PROBLEM STATEMENT:
Lines from the beginning of the data below through the one containing "DatabaseErrorKind, Error as" are to be printed exactly as they appear.

───── RECORDS SHOWN ─────

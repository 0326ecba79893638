//! `PostgreSQL` identity store implementation.

use super::{
    models::{NewUserRow, UserRow, row_to_user},
    schema::users,
};
use crate::identity::{
    domain::{EmailAddress, User, UserId, Username},
    ports::{IdentityStore, IdentityStoreError, IdentityStoreResult, NewUser},
};
use async_trait::async_trait;
use diesel::pg::PgConnection;
use diesel::prelude::*;
use diesel::r2d2::{ConnectionManager, Pool};
use diesel::result::{DatabaseErrorInformation, DatabaseErrorKind, Error as DieselError};
use sha2::{Digest, Sha256};

/// `PostgreSQL` connection pool type used by identity adapters.
pub type IdentityPgPool = Pool<ConnectionManager<PgConnection>>;

/// `PostgreSQL`-backed identity store.
#[derive(Debug, Clone)]
pub struct PostgresIdentityStore {
    pool: IdentityPgPool,
}

impl PostgresIdentityStore {
    /// Creates a new store from a `PostgreSQL` connection pool.
    #[must_use]
    pub const fn new(pool: IdentityPgPool) -> Self {
        Self { pool }
    }

    async fn run_blocking<F, T>(&self, f: F) -> IdentityStoreResult<T>
    where
        F: FnOnce(&mut PgConnection) -> IdentityStoreResult<T> + Send + 'static,
        T: Send + 'static,
    {
        let pool = self.pool.clone();
        tokio::task::spawn_blocking(move || {
            let mut connection = pool.get().map_err(IdentityStoreError::persistence)?;
            f(&mut connection)
        })
        .await
        .map_err(IdentityStoreError::persistence)?
    }
}

fn digest_password(candidate: &str) -> String {
    let digest = Sha256::digest(candidate.as_bytes());
    digest.iter().map(|byte| format!("{byte:02x}")).collect()
}

fn is_username_unique_violation(info: &dyn DatabaseErrorInformation) -> bool {
    info.constraint_name()
        .is_some_and(|name| name == "users_username_key")
}

#[async_trait]
impl IdentityStore for PostgresIdentityStore {
    async fn create_user(&self, new_user: NewUser) -> IdentityStoreResult<User> {
        let user = User::new(new_user.username, new_user.email);
        let row = NewUserRow {
            id: user.id().into_inner(),
            username: user.username().as_str().to_owned(),
            email: user.email().as_str().to_owned(),
            password_digest: digest_password(&new_user.password),
            is_active: user.is_active(),
        };

        let username = user.username().clone();
        let email = user.email().clone();
        self.run_blocking(move |connection| {
            diesel::insert_into(users::table)
                .values(&row)
                .execute(connection)
                .map_err(|err| match err {
                    DieselError::DatabaseError(DatabaseErrorKind::UniqueViolation, ref info)
                        if is_username_unique_violation(info.as_ref()) =>
                    {
                        IdentityStoreError::DuplicateUsername(username.clone())
                    }
                    DieselError::DatabaseError(DatabaseErrorKind::UniqueViolation, _) => {
                        IdentityStoreError::DuplicateEmail(email.clone())
                    }
                    _ => IdentityStoreError::persistence(err),
                })?;
            Ok(())
        })
        .await?;
        Ok(user)
    }

    async fn update_user(&self, user: &User) -> IdentityStoreResult<()> {
        let user_id = user.id();
        let username = user.username().clone();
        let email = user.email().clone();
        let new_username = username.as_str().to_owned();
        let new_email = email.as_str().to_owned();
        let is_active = user.is_active();

        self.run_blocking(move |connection| {
            let updated = diesel::update(users::table.filter(users::id.eq(user_id.into_inner())))
                .set((
                    users::username.eq(new_username),
                    users::email.eq(new_email),
                    users::is_active.eq(is_active),
                ))
                .execute(connection)
                .map_err(|err| match err {
                    DieselError::DatabaseError(DatabaseErrorKind::UniqueViolation, ref info)
                        if is_username_unique_violation(info.as_ref()) =>
                    {
                        IdentityStoreError::DuplicateUsername(username.clone())
                    }
                    DieselError::DatabaseError(DatabaseErrorKind::UniqueViolation, _) => {
                        IdentityStoreError::DuplicateEmail(email.clone())
                    }
                    _ => IdentityStoreError::persistence(err),
                })?;
            if updated == 0 {
                return Err(IdentityStoreError::NotFound(user_id));
            }
            Ok(())
        })
        .await
    }

    async fn find_by_id(&self, id: UserId) -> IdentityStoreResult<Option<User>> {
        self.run_blocking(move |connection| {
            let row = users::table
                .filter(users::id.eq(id.into_inner()))
                .select(UserRow::as_select())
                .first::<UserRow>(connection)
                .optional()
                .map_err(IdentityStoreError::persistence)?;
            row.map(|found| row_to_user(found).map_err(IdentityStoreError::persistence))
                .transpose()
        })
        .await
    }

    async fn find_by_email(&self, email: &EmailAddress) -> IdentityStoreResult<Option<User>> {
        let lookup = email.as_str().to_owned();
        self.run_blocking(move |connection| {
            let row = users::table
                .filter(users::email.eq(lookup))
                .select(UserRow::as_select())
                .first::<UserRow>(connection)
                .optional()
                .map_err(IdentityStoreError::persistence)?;
            row.map(|found| row_to_user(found).map_err(IdentityStoreError::persistence))
                .transpose()
        })
        .await
    }

    async fn find_by_username(&self, username: &Username) -> IdentityStoreResult<Option<User>> {
        let lookup = username.as_str().to_owned();
        self.run_blocking(move |connection| {
            let row = users::table
                .filter(users::username.eq(lookup))
                .select(UserRow::as_select())
                .first::<UserRow>(connection)
                .optional()
                .map_err(IdentityStoreError::persistence)?;
            row.map(|found| row_to_user(found).map_err(IdentityStoreError::persistence))
                .transpose()
        })
        .await
    }

    async fn list(&self) -> IdentityStoreResult<Vec<User>> {
        self.run_blocking(|connection| {
            let rows = users::table
                .order(users::username.asc())
                .select(UserRow::as_select())
                .load::<UserRow>(connection)
                .map_err(IdentityStoreError::persistence)?;
            rows.into_iter()
                .map(|row| row_to_user(row).map_err(IdentityStoreError::persistence))
                .collect()
        })
        .await
    }

    async fn check_password(&self, id: UserId, candidate: &str) -> IdentityStoreResult<bool> {
        let candidate_digest = digest_password(candidate);
        self.run_blocking(move |connection| {
            let stored = users::table
                .filter(users::id.eq(id.into_inner()))
                .select(users::password_digest)
                .first::<String>(connection)
                .optional()
                .map_err(IdentityStoreError::persistence)?
                .ok_or(IdentityStoreError::NotFound(id))?;
            Ok(stored == candidate_digest)
        })
        .await
    }
}
//! Shared test helpers wiring the full in-memory service graph.

use std::sync::Arc;

use mockable::DefaultClock;
use rstest::fixture;
use taskforge::authz::Requester;
use taskforge::identity::{
    adapters::memory::{InMemoryIdentityStore, InMemoryProfileRepository},
    domain::User,
    ports::BasicPasswordPolicy,
    services::{AccountService, ProfileService, RegisterRequest, RegistrationService},
};
use taskforge::task::{
    adapters::memory::{
        InMemoryAttachmentRepository, InMemoryBlobStore, InMemoryCategoryRepository,
        InMemoryTaskRepository,
    },
    services::{CategorySeeder, CategoryService, TaskLifecycleService},
};

/// Registration service wired to in-memory adapters.
pub type TestRegistration =
    RegistrationService<InMemoryIdentityStore, InMemoryProfileRepository, DefaultClock>;
/// Profile service wired to in-memory adapters.
pub type TestProfiles =
    ProfileService<InMemoryProfileRepository, InMemoryIdentityStore, DefaultClock>;
/// Task lifecycle service wired to in-memory adapters.
pub type TestLifecycle = TaskLifecycleService<
    InMemoryTaskRepository,
    InMemoryCategoryRepository,
    InMemoryAttachmentRepository,
    InMemoryBlobStore,
    InMemoryIdentityStore,
    DefaultClock,
>;

/// Fully wired in-memory application environment.
pub struct TestEnv {
    /// Registration and credential checks.
    pub registration: TestRegistration,
    /// Account directory and self-service updates.
    pub accounts: AccountService<InMemoryIdentityStore>,
    /// Profile reads and bookkeeping.
    pub profiles: TestProfiles,
    /// Task lifecycle orchestration.
    pub lifecycle: TestLifecycle,
    /// Category administration.
    pub categories: CategoryService<InMemoryCategoryRepository, InMemoryTaskRepository>,
    /// Default-category seeding.
    pub seeder: CategorySeeder<InMemoryCategoryRepository>,
    /// Raw profile repository for direct assertions.
    pub profile_repository: Arc<InMemoryProfileRepository>,
    /// Raw category repository for direct assertions.
    pub category_repository: Arc<InMemoryCategoryRepository>,
    /// Raw attachment repository for direct assertions.
    pub attachment_repository: Arc<InMemoryAttachmentRepository>,
    /// Raw blob store for direct assertions.
    pub blob_store: Arc<InMemoryBlobStore>,
}

impl TestEnv {
    /// Wires every service to a fresh set of in-memory adapters.
    #[must_use]
    pub fn new() -> Self {
        let identity = Arc::new(InMemoryIdentityStore::new());
        let profile_repository = Arc::new(InMemoryProfileRepository::new());
        let task_repository = Arc::new(InMemoryTaskRepository::new());
        let category_repository = Arc::new(InMemoryCategoryRepository::new());
        let attachment_repository = Arc::new(InMemoryAttachmentRepository::new());
        let blob_store = Arc::new(InMemoryBlobStore::new());
        let clock = Arc::new(DefaultClock);

        Self {
            registration: RegistrationService::new(
                Arc::clone(&identity),
                Arc::clone(&profile_repository),
                Arc::new(BasicPasswordPolicy::default()),
                Arc::clone(&clock),
            ),
            accounts: AccountService::new(Arc::clone(&identity)),
            profiles: ProfileService::new(
                Arc::clone(&profile_repository),
                Arc::clone(&identity),
                Arc::clone(&clock),
            ),
            lifecycle: TaskLifecycleService::new(
                Arc::clone(&task_repository),
                Arc::clone(&category_repository),
                Arc::clone(&attachment_repository),
                Arc::clone(&blob_store),
                Arc::clone(&identity),
                Arc::clone(&clock),
            ),
            categories: CategoryService::new(
                Arc::clone(&category_repository),
                Arc::clone(&task_repository),
            ),
            seeder: CategorySeeder::new(Arc::clone(&category_repository)),
            profile_repository,
            category_repository,
            attachment_repository,
            blob_store,
        }
    }
}

impl Default for TestEnv {
    fn default() -> Self {
        Self::new()
    }
}

/// Fresh environment for each test.
#[fixture]
pub fn env() -> TestEnv {
    TestEnv::new()
}

/// Registers a user with a conventional strong password.
pub async fn register_user(env: &TestEnv, username: &str, email: &str) -> User {
    env.registration
        .register(RegisterRequest::new(
            username,
            email,
            "correct-horse-battery",
            "correct-horse-battery",
        ))
        .await
        .expect("registration should succeed")
}

/// Authenticated requester for the given user.
#[must_use]
pub fn as_requester(user: &User) -> Requester {
    Requester::authenticated(user.id())
}
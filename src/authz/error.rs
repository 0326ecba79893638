//! Error types for authorization decisions.

use thiserror::Error;

/// Errors surfaced when an access check fails.
///
/// [`AccessError::Unauthenticated`] maps to a 401-equivalent response and
/// [`AccessError::Forbidden`] to a 403-equivalent one; callers rely on the
/// distinction.
#[derive(Debug, Clone, Copy, PartialEq, Eq, Error)]
pub enum AccessError {
    /// The requester is not authenticated at all.
    #[error("Authentication credentials were not provided.")]
    Unauthenticated,

    /// The requester is authenticated but the object-level policy denies
    /// the operation.
    #[error("You do not have permission to perform this action.")]
    Forbidden,
}
//! Application services for identity workflows.

mod accounts;
mod profiles;
mod registration;

pub use accounts::{AccountService, AccountServiceError, AccountServiceResult, UserChanges};
pub use profiles::{ProfileService, ProfileServiceError, ProfileServiceResult};
pub use registration::{
    AuthenticationError, RegisterRequest, RegistrationError, RegistrationResult,
    RegistrationService,
};
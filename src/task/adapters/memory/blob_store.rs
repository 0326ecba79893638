//! In-memory blob store for upload tests.

use async_trait::async_trait;
use std::collections::HashMap;
use std::sync::{Arc, RwLock};
use uuid::Uuid;

use crate::task::{
    domain::StoredFileUrl,
    ports::{BlobStore, UploadError, UploadResult},
};

/// Thread-safe in-memory blob store.
///
/// Stored bytes are addressable by the returned `memory://` URL.
#[derive(Debug, Clone, Default)]
pub struct InMemoryBlobStore {
    state: Arc<RwLock<HashMap<String, Vec<u8>>>>,
}

impl InMemoryBlobStore {
    /// Creates an empty in-memory blob store.
    #[must_use]
    pub fn new() -> Self {
        Self::default()
    }

    /// Returns the stored bytes for a previously returned URL.
    ///
    /// # Errors
    ///
    /// Returns [`UploadError::Rejected`] when the URL is unknown or the
    /// store lock is poisoned.
    pub fn fetch(&self, url: &StoredFileUrl) -> UploadResult<Vec<u8>> {
        let state = self
            .state
            .read()
            .map_err(|err| UploadError::transport(std::io::Error::other(err.to_string())))?;
        state
            .get(url.as_str())
            .cloned()
            .ok_or_else(|| UploadError::rejected(format!("unknown blob: {url}")))
    }

    /// Returns the number of stored blobs.
    ///
    /// # Errors
    ///
    /// Returns [`UploadError::Transport`] when the store lock is poisoned.
    pub fn len(&self) -> UploadResult<usize> {
        let state = self
            .state
            .read()
            .map_err(|err| UploadError::transport(std::io::Error::other(err.to_string())))?;
        Ok(state.len())
    }

    /// Returns `true` when no blobs are stored.
    ///
    /// # Errors
    ///
    /// Returns [`UploadError::Transport`] when the store lock is poisoned.
    pub fn is_empty(&self) -> UploadResult<bool> {
        Ok(self.len()? == 0)
    }
}

#[async_trait]
impl BlobStore for InMemoryBlobStore {
    async fn upload(&self, bytes: &[u8], folder: &str) -> UploadResult<StoredFileUrl> {
        let mut state = self
            .state
            .write()
            .map_err(|err| UploadError::transport(std::io::Error::other(err.to_string())))?;
        let url = format!("memory://{folder}/{}", Uuid::new_v4());
        state.insert(url.clone(), bytes.to_vec());
        Ok(StoredFileUrl::new(url))
    }
}
//! Diesel row models and conversions for task persistence.

use super::schema::{attachments, categories, task_assignments, tasks};
use chrono::{DateTime, NaiveDate, Utc};
use diesel::prelude::*;
use std::collections::BTreeSet;

use crate::identity::domain::UserId;
use crate::task::{
    domain::{
        Attachment, AttachmentId, Category, CategoryId, CategoryName, PersistedAttachmentData,
        PersistedTaskData, StoredFileUrl, Task, TaskId, TaskPriority, TaskStatus, TaskTitle,
    },
    ports::{CategoryRepositoryError, TaskRepositoryError},
};

/// Query result row for categories.
#[derive(Debug, Clone, Queryable, Selectable)]
#[diesel(table_name = categories)]
#[diesel(check_for_backend(diesel::pg::Pg))]
pub struct CategoryRow {
    /// Category identifier.
    pub id: uuid::Uuid,
    /// Category name.
    pub name: String,
}

/// Insert model for categories.
#[derive(Debug, Clone, Insertable)]
#[diesel(table_name = categories)]
pub struct NewCategoryRow {
    /// Category identifier.
    pub id: uuid::Uuid,
    /// Category name.
    pub name: String,
}

/// Query result row for task records.
#[derive(Debug, Clone, Queryable, Selectable)]
#[diesel(table_name = tasks)]
#[diesel(check_for_backend(diesel::pg::Pg))]
pub struct TaskRow {
    /// Task identifier.
    pub id: uuid::Uuid,
    /// Task title.
    pub title: String,
    /// Free-text description.
    pub description: String,
    /// Optional due date.
    pub due_date: Option<NaiveDate>,
    /// Priority storage string.
    pub priority: String,
    /// Status storage string.
    pub status: String,
    /// Optional category reference.
    pub category_id: Option<uuid::Uuid>,
    /// Optional creator reference.
    pub created_by: Option<uuid::Uuid>,
    /// Creation timestamp.
    pub created_at: DateTime<Utc>,
    /// Last update timestamp.
    pub updated_at: DateTime<Utc>,
}

/// Insert model for task records.
#[derive(Debug, Clone, Insertable, AsChangeset)]
#[diesel(table_name = tasks)]
pub struct TaskRowValues {
    /// Task identifier.
    pub id: uuid::Uuid,
    /// Task title.
    pub title: String,
    /// Free-text description.
    pub description: String,
    /// Optional due date.
    pub due_date: Option<NaiveDate>,
    /// Priority storage string.
    pub priority: String,
    /// Status storage string.
    pub status: String,
    /// Optional category reference.
    pub category_id: Option<uuid::Uuid>,
    /// Optional creator reference.
    pub created_by: Option<uuid::Uuid>,
    /// Creation timestamp.
    pub created_at: DateTime<Utc>,
    /// Last update timestamp.
    pub updated_at: DateTime<Utc>,
}

/// Insert model for assignment rows.
#[derive(Debug, Clone, Insertable)]
#[diesel(table_name = task_assignments)]
pub struct NewAssignmentRow {
    /// Assigned task.
    pub task_id: uuid::Uuid,
    /// Assigned user.
    pub user_id: uuid::Uuid,
}

/// Query result row for attachments.
#[derive(Debug, Clone, Queryable, Selectable)]
#[diesel(table_name = attachments)]
#[diesel(check_for_backend(diesel::pg::Pg))]
pub struct AttachmentRow {
    /// Attachment identifier.
    pub id: uuid::Uuid,
    /// Owning task.
    pub task_id: uuid::Uuid,
    /// Blob store URL.
    pub url: String,
    /// Upload timestamp.
    pub uploaded_at: DateTime<Utc>,
}

/// Insert model for attachments.
#[derive(Debug, Clone, Insertable)]
#[diesel(table_name = attachments)]
pub struct NewAttachmentRow {
    /// Attachment identifier.
    pub id: uuid::Uuid,
    /// Owning task.
    pub task_id: uuid::Uuid,
    /// Blob store URL.
    pub url: String,
    /// Upload timestamp.
    pub uploaded_at: DateTime<Utc>,
}

/// Converts a stored category row back into the domain entity.
///
/// # Errors
///
/// Returns [`CategoryRepositoryError::Persistence`] when the stored name no
/// longer satisfies the domain's scalar invariants.
pub fn row_to_category(row: CategoryRow) -> Result<Category, CategoryRepositoryError> {
    let name = CategoryName::new(row.name).map_err(CategoryRepositoryError::persistence)?;
    Ok(Category::from_parts(CategoryId::from_uuid(row.id), name))
}

/// Builds task row values from the aggregate.
#[must_use]
pub fn task_to_row_values(task: &Task) -> TaskRowValues {
    TaskRowValues {
        id: task.id().into_inner(),
        title: task.title().as_str().to_owned(),
        description: task.description().to_owned(),
        due_date: task.due_date(),
        priority: task.priority().as_str().to_owned(),
        status: task.status().as_str().to_owned(),
        category_id: task.category_id().map(CategoryId::into_inner),
        created_by: task.created_by().map(UserId::into_inner),
        created_at: task.created_at(),
        updated_at: task.updated_at(),
    }
}

/// Builds assignment rows for the aggregate's assigned-user set.
#[must_use]
pub fn task_to_assignment_rows(task: &Task) -> Vec<NewAssignmentRow> {
    task.assigned_users()
        .iter()
        .map(|user_id| NewAssignmentRow {
            task_id: task.id().into_inner(),
            user_id: user_id.into_inner(),
        })
        .collect()
}

/// Converts a stored task row plus its assignment set back into the
/// aggregate.
///
/// # Errors
///
/// Returns [`TaskRepositoryError::Persistence`] when stored values no
/// longer parse into domain scalars.
pub fn row_to_task(row: TaskRow, assigned: Vec<uuid::Uuid>) -> Result<Task, TaskRepositoryError> {
    let TaskRow {
        id,
        title,
        description,
        due_date,
        priority,
        status,
        category_id,
        created_by,
        created_at,
        updated_at,
    } = row;

    let title = TaskTitle::new(title).map_err(TaskRepositoryError::persistence)?;
    let priority =
        TaskPriority::try_from(priority.as_str()).map_err(TaskRepositoryError::persistence)?;
    let status = TaskStatus::try_from(status.as_str()).map_err(TaskRepositoryError::persistence)?;
    let assigned_users: BTreeSet<UserId> = assigned.into_iter().map(UserId::from_uuid).collect();

    Ok(Task::from_persisted(PersistedTaskData {
        id: TaskId::from_uuid(id),
        title,
        description,
        due_date,
        priority,
        status,
        category_id: category_id.map(CategoryId::from_uuid),
        assigned_users,
        created_by: created_by.map(UserId::from_uuid),
        created_at,
        updated_at,
    }))
}

/// Converts a stored attachment row back into the domain entity.
#[must_use]
pub fn row_to_attachment(row: AttachmentRow) -> Attachment {
    Attachment::from_persisted(PersistedAttachmentData {
        id: AttachmentId::from_uuid(row.id),
        task_id: TaskId::from_uuid(row.task_id),
        url: StoredFileUrl::new(row.url),
        uploaded_at: row.uploaded_at,
    })
}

─────

SOLUTION FOR THIS PROBLEM:
repository 0326ecba79893638
//! `PostgreSQL` identity store implementation.

use super::{
    models::{NewUserRow, UserRow, row_to_user},
    schema::users,
};
use crate::identity::{
    domain::{EmailAddress, User, UserId, Username},
    ports::{IdentityStore, IdentityStoreError, IdentityStoreResult, NewUser},
};
use async_trait::async_trait;
use diesel::pg::PgConnection;
use diesel::prelude::*;
use diesel::r2d2::{ConnectionManager, Pool};
use diesel::result::{DatabaseErrorInformation, DatabaseErrorKind, Error as DieselError};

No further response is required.